What is CBT?
Useful Links
e-mail me

What is CBT?



Cognitive Behavioral Therapy

Cognitive Behavioral Therapy is a form of psychotherapy that emphasizes the important role of thinking in how we feel and what we do. Cognitive-behavioral therapist teach that when our brains are healthy, it is our thinking that causes us to feel and act the way we do. Therefore, if we are experiencing unwanted feelings and behaviors, it is important to identify the thinking that is causing the feelings / behaviors and to learn how to replace this thinking with thoughts that lead to more desirable reactions.

There are several approaches to cognitive-behavioral therapy, including Rational Emotive Behavior Therapy, Rational Behavior Therapy, Rational Living Therapy, Cognitive Therapy, and Dialectic Behavior Therapy.

However, most cognitive-behavioral therapies have the following characteristics:

1. CBT is based on the Cognitive Model of Emotional Response.
Cognitive-behavioral therapy is based on the scientific fact that our thoughts
cause our feels and behaviors, not external things, like people, situations, and
events. The benefit of this fact is that we can change the way we think to
feel / act better even if the situation has not changed.

2. CBT is Briefer and Time-Limited.
Cognitive-behavioral therapy is considered among the "fastest" in terms of
results obtained. The average number of sessions clients receive (across all
types of problems) is only 16. Other forms of therapy, like psychoanalysis,
can take years. What enables CBT to be briefer is its highly instructional
nature and the fact that it makes use of homework assignments.

3. A sound therapeutic relationship is necessary for effective therapy, but
not the focus.
Some forms of therapy assume that the main reason people get better in
therapy is because of the positive relationship between the therapist and
client. Cognitive-behavioral therapists believe it is important to have a good,
trusting relationship, but that is not enough. CBT therapists believe that the
client changes when they learn to think differently; therefore, CBT therapists
focus on teaching rational self-counseling skills.

4. CBT is a collaborative effort between the therapist and the client.
Cognitive-behavioral therapist seek to learn what their clients want out of life
(their goals) and then help their clients achieve those goals. The therapist's
role is to listen, teach, and encourage, while the client's roles is to speak,
learn, and implement what they learn.

5. CBT is based on stoic philosophy.
Cognitive-behavioral therapy does not tell people how to feel. However, most
people seeking therapy do not want to feel they way they do. CBT teaches
the benefits of feeling, at worst, calm when confronted with undesirable
situations. It also emphasizes the fact that we have our undesirable situations
whether we are upset about them or not. If we are upset about our problems,
we have two problems -- the problem, and our upset about it. Most sane
people want to have the fewest number of problems possible.

6. CBT uses the Socratic Method.
Cognitive-behavioral therapists want to gain a very good understanding of
their clients concerns. That's why they often ask questions. They also
encourage their clients to ask questions of themselves, like, "How do I
really know that those people are laughing at me?" "Could they be laughing
about something else?"

7. CBT is structured and directive.
Cognitive-behavioral therapists have a specific agenda for each session.
Specific techniques / concepts are taught during each session. CBT
focuses on helping the client achieve the goals they have set. CBT is
directive in that respect. However, CBT therapists do not tell their clients
what to do -- rather, they teach their clients how to do.

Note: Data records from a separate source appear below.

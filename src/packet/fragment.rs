//! RFC 791 datagram slicing.
//!
//! The engine takes one over-MTU Ethernet+IPv4 frame and emits a run of
//! fragments that each fit the target MTU. Fragment payloads sit on 8-byte
//! boundaries except for the last; every fragment reuses the original
//! Ethernet and IPv4 header bytes with identification, total length, flags,
//! offset, and checksum rewritten.
//!
//! DF policy is the caller's: by the time a frame reaches [`split_frame`]
//! the decision to slice it has been made.

use crate::buffer::PacketBuf;

use super::{ethernet, ipv4};

/// Generator for IPv4 identification values.
///
/// A wrapping 16-bit counter seeded from the system RNG. The sequence is
/// predictable to an on-path observer; that is acceptable here because the
/// fragmenter sits on a controlled egress path.
#[derive(Debug)]
pub struct FragmentIdGen {
    next: u16,
}

impl FragmentIdGen {
    /// Seed from the system RNG.
    pub fn new() -> Self {
        Self {
            next: rand::random::<u16>(),
        }
    }

    /// Fixed seed for reproducible runs.
    pub fn deterministic() -> Self {
        Self { next: 0x4242 }
    }

    /// Allocate the next identification value.
    pub fn next_id(&mut self) -> u16 {
        self.next = self.next.wrapping_add(1);
        self.next
    }
}

impl Default for FragmentIdGen {
    fn default() -> Self {
        Self::new()
    }
}

/// Slice `frame` into fragments that fit `mtu` (L3 bytes, excluding the
/// 14-byte Ethernet header) and hand each one to `emit` in increasing offset
/// order.
///
/// The frame must have passed length validation and `mtu` must be at least
/// [`crate::MIN_MTU`], which guarantees room for 8 payload bytes per
/// fragment at any legal IHL. A frame with an empty payload produces no
/// fragments.
pub fn split_frame(frame: &[u8], mtu: u16, fragment_id: u16, emit: &mut dyn FnMut(PacketBuf)) {
    let header_size = ethernet::HEADER_SIZE + ipv4::header_len(frame);
    let total_payload = frame.len().saturating_sub(header_size);
    let flag_bits = ipv4::flags_and_fragment_offset(frame) & ipv4::FLAG_BITS;
    let max_payload = mtu as usize + ethernet::HEADER_SIZE - header_size;

    let mut offset = 0;
    while offset < total_payload {
        let (payload_size, flags) = if offset + max_payload < total_payload {
            // Interior fragment: align down to the 8-byte offset grid.
            (max_payload & !7, flag_bits | ipv4::FLAG_MORE_FRAGMENTS)
        } else {
            // Final fragment keeps the original MF bit: if the input was
            // itself a non-last fragment, our last piece still is.
            (total_payload - offset, flag_bits)
        };

        let mut out = PacketBuf::with_capacity(header_size + payload_size);
        out.extend_from_slice(&frame[..header_size]);
        out.extend_from_slice(&frame[header_size + offset..header_size + offset + payload_size]);

        let total_length = (out.len() - ethernet::HEADER_SIZE) as u16;
        let fo = flags | (((offset / 8) as u16) & ipv4::FRAGMENT_OFFSET_MASK);
        let ihl = header_size - ethernet::HEADER_SIZE;

        let buf = out.as_mut_slice();
        ipv4::set_id(buf, fragment_id);
        ipv4::set_total_length(buf, total_length);
        ipv4::set_flags_and_fragment_offset(buf, fo);
        ipv4::set_checksum(buf, 0);
        let csum = ipv4::header_checksum(&buf[ethernet::HEADER_SIZE..ethernet::HEADER_SIZE + ihl]);
        ipv4::set_checksum(buf, csum);

        emit(out);
        offset += payload_size;
    }
}
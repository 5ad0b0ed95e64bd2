//! Monotonic tick sources and interval throttles.
//!
//! The stage never reads the wall clock directly. All time-driven behavior
//! (cache expiry, alarm sampling) runs off an abstract tick counter so tests
//! can drive it deterministically.

use std::cell::Cell;
use std::rc::Rc;
use std::time::Instant;

/// A monotonic tick counter.
pub trait TickSource {
    /// Current tick count. Never decreases.
    fn now(&self) -> u64;

    /// Number of ticks in one second.
    fn ticks_per_second(&self) -> u64;
}

/// Nanosecond ticks from the process monotonic clock.
#[derive(Debug)]
pub struct MonotonicTicks {
    origin: Instant,
}

impl MonotonicTicks {
    pub fn new() -> Self {
        Self {
            origin: Instant::now(),
        }
    }
}

impl Default for MonotonicTicks {
    fn default() -> Self {
        Self::new()
    }
}

impl TickSource for MonotonicTicks {
    fn now(&self) -> u64 {
        self.origin.elapsed().as_nanos() as u64
    }

    fn ticks_per_second(&self) -> u64 {
        1_000_000_000
    }
}

/// Manually advanced tick source for tests and simulation.
///
/// Clones share the same counter, so a test can keep a handle and advance
/// time while the stage holds its own copy.
#[derive(Debug, Clone)]
pub struct ManualTicks {
    now: Rc<Cell<u64>>,
    ticks_per_second: u64,
}

impl ManualTicks {
    pub fn new(ticks_per_second: u64) -> Self {
        Self {
            now: Rc::new(Cell::new(0)),
            ticks_per_second,
        }
    }

    /// Advance the counter by `ticks`.
    pub fn advance(&self, ticks: u64) {
        self.now.set(self.now.get() + ticks);
    }

    /// Advance the counter by `seconds` worth of ticks.
    pub fn advance_seconds(&self, seconds: u64) {
        self.advance(seconds * self.ticks_per_second);
    }
}

impl TickSource for ManualTicks {
    fn now(&self) -> u64 {
        self.now.get()
    }

    fn ticks_per_second(&self) -> u64 {
        self.ticks_per_second
    }
}

/// Fires at most once per interval.
#[derive(Debug)]
pub struct Throttle {
    interval: u64,
    last: u64,
}

impl Throttle {
    pub fn new(interval: u64) -> Self {
        Self { interval, last: 0 }
    }

    /// True when `interval` ticks have passed since the last firing; arms the
    /// next interval as a side effect.
    pub fn elapsed(&mut self, now: u64) -> bool {
        if now.saturating_sub(self.last) >= self.interval {
            self.last = now;
            true
        } else {
            false
        }
    }
}

#[cfg(test)]
mod tests {
    use super::*;

    #[test]
    fn test_monotonic_ticks_advance() {
        let tsc = MonotonicTicks::new();
        let a = tsc.now();
        std::thread::sleep(std::time::Duration::from_millis(2));
        let b = tsc.now();
        assert!(b > a);
    }

    #[test]
    fn test_manual_ticks_shared_counter() {
        let tsc = ManualTicks::new(1000);
        let handle = tsc.clone();
        handle.advance_seconds(3);
        assert_eq!(tsc.now(), 3000);
    }

    #[test]
    fn test_throttle_fires_once_per_interval() {
        let mut throttle = Throttle::new(100);
        assert!(throttle.elapsed(100));
        assert!(!throttle.elapsed(150));
        assert!(!throttle.elapsed(199));
        assert!(throttle.elapsed(200));
        assert!(!throttle.elapsed(250));
    }
}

8. CBT is based on an educational model.
CBT is based on the scientifically supported assumption that most emotional
and behavioral reactions are learned. Therefore, the goal of therapy is to
help clients unlearn their unwanted reactions and to learn a new way of
reacting. While CBT therapists do not present themselves as "know-it-alls",
the assumption is that if clients knew what the therapist had to teach them,
the clients would not have the emotional / behavioral problems they are

Therefore, CBT has nothing to do with "just talking". People can "just talk"
with anyone.

The educational emphasis of CBT has an additional benefit -- it leads to
long term results. When people understand how and why they are doing
well, they can continue doing what they are doing to make themselves well.

9. CBT theory and techniques rely on the Inductive Method.
A central aspect of Rational thinking is that it is based on fact, not simply
our assumptions made. Often, we upset ourselves about things when, in
fact, the situation isn't like we thought it was. Had we known that, we would
not have wasted our time upsetting ourselves.

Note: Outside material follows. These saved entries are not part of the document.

//! The stage's monotonic counter block.
//!
//! Counters are written by the stage only (single-writer) and read by the
//! host through [`Counters::snapshot`]. Publication to shared memory is the
//! host's business; this block is the interface.

use std::sync::atomic::{AtomicU64, Ordering};
use std::sync::Arc;

/// A monotonic 64-bit counter.
#[derive(Debug, Default)]
pub struct Counter(AtomicU64);

impl Counter {
    pub fn inc(&self) {
        self.0.fetch_add(1, Ordering::Relaxed);
    }

    pub fn get(&self) -> u64 {
        self.0.load(Ordering::Relaxed)
    }
}

/// Counter block for one fragmenter stage.
#[derive(Debug, Default)]
pub struct Counters {
    /// `out-ipv4-frag`: each emitted fragment.
    pub out_ipv4_frag: Counter,
    /// `out-ipv4-frag-not`: each packet forwarded without fragmentation,
    /// including non-IPv4 passthroughs.
    pub out_ipv4_frag_not: Counter,
    /// `ipv4-pmtud-ptb-received`: packets matching the PTB filter.
    pub ptb_received: Counter,
    /// `ipv4-pmtud-ptb-valid`: PTBs that updated the cache.
    pub ptb_valid: Counter,
    /// `ipv4-pmtud-ptb-invalid-csum`: PTBs with a bad ICMP checksum.
    pub ptb_invalid_csum: Counter,
    /// `ipv4-pmtud-ptb-invalid`: PTBs rejected for any other reason.
    pub ptb_invalid: Counter,
}

impl Counters {
    pub fn new() -> Arc<Self> {
        Arc::new(Self::default())
    }

    /// Capture a point-in-time copy of every counter.
    pub fn snapshot(&self) -> CounterSnapshot {
        CounterSnapshot {
            out_ipv4_frag: self.out_ipv4_frag.get(),
            out_ipv4_frag_not: self.out_ipv4_frag_not.get(),
            ptb_received: self.ptb_received.get(),
            ptb_valid: self.ptb_valid.get(),
            ptb_invalid_csum: self.ptb_invalid_csum.get(),
            ptb_invalid: self.ptb_invalid.get(),
        }
    }
}

/// Plain copy of the counter block, for host-side polling.
#[derive(Debug, Clone, Copy, Default, PartialEq, Eq)]
pub struct CounterSnapshot {
    pub out_ipv4_frag: u64,
    pub out_ipv4_frag_not: u64,
    pub ptb_received: u64,
    pub ptb_valid: u64,
    pub ptb_invalid_csum: u64,
    pub ptb_invalid: u64,
}
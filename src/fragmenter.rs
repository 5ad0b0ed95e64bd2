//! The fragmenter stage: four ports, four phases per scheduling tick.
//!
//! Phase order inside [`Fragmenter::push`]:
//! 1. Classify everything readable on `input`: non-IPv4 passes through,
//!    malformed IPv4 is freed, valid IPv4 moves on.
//! 2. Resolve the effective MTU per packet (learned path MTU or the
//!    configured egress MTU) and either pass it through or slice it. The
//!    resolved MTU rides along as an argument to the fragment path, never as
//!    bytes stashed in the packet.
//! 3. With PMTUD on, drain the `south` return path: valid PTBs update the
//!    cache and are consumed, everything else is forwarded on `north`.
//! 4. Run the throttled cache expiry sweep and sample the alarm.

use std::collections::HashSet;
use std::net::Ipv4Addr;
use std::sync::Arc;

use tracing::{debug, info};

use crate::alarm::FragRateAlarm;
use crate::buffer::PacketBuf;
use crate::clock::{MonotonicTicks, Throttle, TickSource};
use crate::config::FragmenterConfig;
use crate::counters::{CounterSnapshot, Counters};
use crate::error::Result;
use crate::packet::fragment::{self, FragmentIdGen};
use crate::packet::{ethernet, icmp, ipv4};
use crate::pmtu::PmtuCache;
use crate::port::Link;

/// Return-path ports, present only when PMTUD is enabled.
#[derive(Debug, Default)]
pub struct ReturnPath {
    /// Inbound packets from the network, expected to carry ICMP feedback.
    pub south: Link,
    /// Forwarded upstream: everything `south` delivered that we did not
    /// consume.
    pub north: Link,
}

/// What became of a return-path packet.
enum ReturnVerdict {
    /// Not ours; hand it to `north` untouched.
    Forward(PacketBuf),
    /// Consumed (cache updated or counted invalid); the packet is freed.
    Consumed,
}

/// IPv4 fragmenter with Path MTU Discovery.
pub struct Fragmenter<T: TickSource = MonotonicTicks> {
    mtu: u16,
    pmtud_enabled: bool,
    local_addrs: HashSet<Ipv4Addr>,
    ids: FragmentIdGen,
    cache: PmtuCache,
    counters: Arc<Counters>,
    alarm: Option<FragRateAlarm>,
    sweep_timer: Throttle,
    tsc: T,
    /// Ingress traffic.
    pub input: Link,
    /// Egress: fragments and passthroughs.
    pub output: Link,
    /// Return path, present only when PMTUD is enabled.
    pub return_path: Option<ReturnPath>,
}

impl Fragmenter<MonotonicTicks> {
    /// Build a stage on the process monotonic clock.
    pub fn new(config: FragmenterConfig) -> Result<Self> {
        Self::with_ticks(config, MonotonicTicks::new())
    }
}

impl<T: TickSource> Fragmenter<T> {
    /// Build a stage on an explicit tick source.
    pub fn with_ticks(config: FragmenterConfig, tsc: T) -> Result<Self> {
        config.validate()?;

        let tps = tsc.ticks_per_second();
        let timeout_ticks = config.pmtu_timeout as u64 * tps;
        let now = tsc.now();

        info!(
            mtu = config.mtu,
            pmtud = config.pmtud,
            pmtu_timeout = config.pmtu_timeout,
            "fragmenter stage ready"
        );

        Ok(Self {
            mtu: config.mtu,
            pmtud_enabled: config.pmtud,
            local_addrs: config.pmtu_local_addresses.iter().copied().collect(),
            ids: FragmentIdGen::new(),
            cache: PmtuCache::new(timeout_ticks),
            counters: Counters::new(),
            alarm: config.use_alarms.then(|| FragRateAlarm::new(tps, now)),
            // Sweep roughly ten times per cache lifetime.
            sweep_timer: Throttle::new(timeout_ticks / 10),
            tsc,
            input: Link::new(),
            output: Link::new(),
            return_path: config.pmtud.then(ReturnPath::default),
        })
    }

    /// Switch the fragment-ID generator to its fixed seed, for reproducible
    /// runs.
    pub fn use_deterministic_fragment_ids(&mut self) {
        self.ids = FragmentIdGen::deterministic();
    }

    /// Handle on the stage's counter block.
    pub fn counters(&self) -> Arc<Counters> {
        Arc::clone(&self.counters)
    }

    /// Point-in-time copy of every counter.
    pub fn snapshot(&self) -> CounterSnapshot {
        self.counters.snapshot()
    }

    /// Number of destinations currently in the PMTU cache.
    pub fn pmtu_entries(&self) -> usize {
        self.cache.len()
    }

    /// Process one scheduling tick: drain both inbound ports in FIFO order,
    /// then run the time-driven work.
    pub fn push(&mut self) {
        let now = self.tsc.now();

        while let Some(pkt) = self.input.receive() {
            self.process_ingress(pkt);
        }

        if self.pmtud_enabled {
            loop {
                let pkt = match self.return_path.as_mut() {
                    Some(rp) => rp.south.receive(),
                    None => None,
                };
                let Some(pkt) = pkt else { break };
                match self.process_return(pkt, now) {
                    ReturnVerdict::Forward(pkt) => {
                        if let Some(rp) = self.return_path.as_mut() {
                            rp.north.transmit(pkt);
                        }
                    }
                    ReturnVerdict::Consumed => {}
                }
            }

            // Nothing to expire while the cache is empty.
            if !self.cache.is_empty() && self.sweep_timer.elapsed(now) {
                self.cache.sweep(now);
            }
        }

        if let Some(alarm) = self.alarm.as_mut() {
            alarm.poll(now, self.counters.out_ipv4_frag.get());
        }
    }

    /// Classify one ingress packet and route it through the resolver.
    fn process_ingress(&mut self, pkt: PacketBuf) {
        if !ethernet::is_ipv4(pkt.as_slice()) {
            self.counters.out_ipv4_frag_not.inc();
            self.output.transmit(pkt);
            return;
        }

        if !ipv4::has_valid_length(pkt.as_slice()) {
            debug!(len = pkt.len(), "dropping malformed ipv4 packet");
            return; // freed
        }

        let mtu = self.effective_mtu(ipv4::dst(pkt.as_slice()));
        if pkt.len() <= mtu as usize + ethernet::HEADER_SIZE {
            self.counters.out_ipv4_frag_not.inc();
            self.output.transmit(pkt);
            return;
        }

        self.fragment(pkt, mtu);
    }

    /// The MTU governing this destination: a learned path MTU when PMTUD has
    /// one, the configured egress MTU otherwise.
    fn effective_mtu(&self, dst: Ipv4Addr) -> u16 {
        if self.pmtud_enabled {
            if let Some(mtu) = self.cache.lookup(dst) {
                return mtu;
            }
        }
        self.mtu
    }

    /// Slice an over-MTU packet, or drop it when DF forbids slicing.
    fn fragment(&mut self, pkt: PacketBuf, mtu: u16) {
        let frame = pkt.as_slice();
        let df_set = ipv4::flags_and_fragment_offset(frame) & ipv4::FLAG_DONT_FRAGMENT != 0;

        if df_set && !self.pmtud_enabled {
            // TODO: originate ICMP type 3 code 4 toward the source instead of
            // dropping silently.
            debug!(dst = %ipv4::dst(frame), "dropping oversize DF packet");
            return;
        }
        // With PMTUD on, a DF packet is still sliced: the MTU in hand came
        // from a PTB sent by the path itself.

        let id = self.ids.next_id();
        let counters = &self.counters;
        let output = &mut self.output;
        fragment::split_frame(frame, mtu, id, &mut |frag| {
            counters.out_ipv4_frag.inc();
            output.transmit(frag);
        });
        // Input freed here, after all fragments are out.
    }

    /// Inspect one return-path packet for a PTB addressed to us.
    fn process_return(&mut self, pkt: PacketBuf, now: u64) -> ReturnVerdict {
        if !icmp::is_fragmentation_needed(pkt.as_slice()) {
            return ReturnVerdict::Forward(pkt);
        }
        self.counters.ptb_received.inc();

        let frame = pkt.as_slice();
        if !self.local_addrs.is_empty() && !self.local_addrs.contains(&ipv4::dst(frame)) {
            debug!(dst = %ipv4::dst(frame), "PTB not addressed to us");
            return ReturnVerdict::Forward(pkt);
        }

        let message = icmp::message(frame);
        if !icmp::checksum_valid(message) {
            self.counters.ptb_invalid_csum.inc();
            debug!("PTB with bad ICMP checksum");
            return ReturnVerdict::Consumed;
        }

        let Some(mtu) = icmp::next_hop_mtu(message) else {
            self.counters.ptb_invalid.inc();
            return ReturnVerdict::Consumed;
        };

        match icmp::quoted_addresses(message) {
            Some((src, dst))
                if self.local_addrs.is_empty() || self.local_addrs.contains(&src) =>
            {
                self.counters.ptb_valid.inc();
                self.cache.update(dst, mtu, now);
            }
            _ => {
                debug!("PTB with short or foreign quoted header");
                self.counters.ptb_invalid.inc();
            }
        }
        ReturnVerdict::Consumed
    }
}

#[cfg(test)]
mod tests {
    use super::*;
    use crate::clock::ManualTicks;

    fn stage(mtu: u16) -> Fragmenter<ManualTicks> {
        Fragmenter::with_ticks(FragmenterConfig::new(mtu), ManualTicks::new(1000)).unwrap()
    }

    fn ipv4_frame(payload: usize) -> PacketBuf {
        let total = 20 + payload;
        let mut frame = vec![0u8; 14 + total];
        frame[12] = 0x08;
        frame[13] = 0x00;
        frame[14] = 0x45;
        frame[16..18].copy_from_slice(&(total as u16).to_be_bytes());
        frame[22] = 64;
        frame[23] = 17;
        frame[26..30].copy_from_slice(&[10, 0, 0, 1]);
        frame[30..34].copy_from_slice(&[10, 0, 0, 2]);
        let csum = ipv4::header_checksum(&frame[14..34]);
        frame[24..26].copy_from_slice(&csum.to_be_bytes());
        PacketBuf::from_slice(&frame)
    }

    #[test]
    fn test_non_ipv4_passes_through() {
        let mut frag = stage(1500);
        let mut arp = vec![0u8; 42];
        arp[12] = 0x08;
        arp[13] = 0x06;
        frag.input.transmit(PacketBuf::from_slice(&arp));

        frag.push();

        assert_eq!(frag.output.readable(), 1);
        assert_eq!(frag.snapshot().out_ipv4_frag_not, 1);
        assert_eq!(frag.snapshot().out_ipv4_frag, 0);
    }

    #[test]
    fn test_malformed_ipv4_is_freed() {
        let mut frag = stage(1500);
        let mut pkt = ipv4_frame(100);
        // Total length no longer matches the frame
        ipv4::set_total_length(pkt.as_mut_slice(), 90);
        frag.input.transmit(pkt);

        frag.push();

        assert!(frag.output.is_empty());
        assert_eq!(frag.snapshot(), CounterSnapshot::default());
    }

    #[test]
    fn test_fitting_packet_passes_through() {
        let mut frag = stage(1500);
        frag.input.transmit(ipv4_frame(1000));

        frag.push();

        let out = frag.output.receive().unwrap();
        assert_eq!(out.len(), 14 + 20 + 1000);
        assert_eq!(frag.snapshot().out_ipv4_frag_not, 1);
    }

    #[test]
    fn test_oversize_packet_fragments() {
        let mut frag = stage(500);
        frag.use_deterministic_fragment_ids();
        frag.input.transmit(ipv4_frame(1400));

        frag.push();

        assert_eq!(frag.output.readable(), 3);
        assert_eq!(frag.snapshot().out_ipv4_frag, 3);
        assert_eq!(frag.snapshot().out_ipv4_frag_not, 0);

        let first = frag.output.receive().unwrap();
        assert_eq!(ipv4::id(first.as_slice()), 0x4243);
    }

    #[test]
    fn test_consecutive_inputs_use_consecutive_ids() {
        let mut frag = stage(500);
        frag.use_deterministic_fragment_ids();
        frag.input.transmit(ipv4_frame(1400));
        frag.input.transmit(ipv4_frame(1400));

        frag.push();

        let mut ids = Vec::new();
        while let Some(pkt) = frag.output.receive() {
            ids.push(ipv4::id(pkt.as_slice()));
        }
        assert_eq!(ids, vec![0x4243, 0x4243, 0x4243, 0x4244, 0x4244, 0x4244]);
    }

    #[test]
    fn test_no_return_ports_without_pmtud() {
        let frag = stage(1500);
        assert!(frag.return_path.is_none());
    }
}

Therefore, the inductive method encourages us to look at our thoughts as
being hypotheses that can be questioned and tested. If we find that our
hypotheses are incorrect (because we have new information), then we can
change our thinking to be in line with how the situation really is.

There are over 25 very common mental mistakes that people make that cause
them to not have the facts straight.

10. Homework is a central feature of CBT.
If when you attempted to learn your multiplication tables you spent only one
hour per week studying them, you might still be wondering what 5 X 5
equals. You very likely spent a great deal of time at home studying your
multiplication tables, maybe with flashcards.

The same is the case with psychotherapy. Goal achievement (if obtained)
could take a very long time if all a person were to think about the techniques
and topics taught for only one hour per week. That's why CBT therapists
assign reading assignments and encourage their clients to practice the
techniques learned.
(Information from the National Association of Cognitive Behavioral Therapists NACBT)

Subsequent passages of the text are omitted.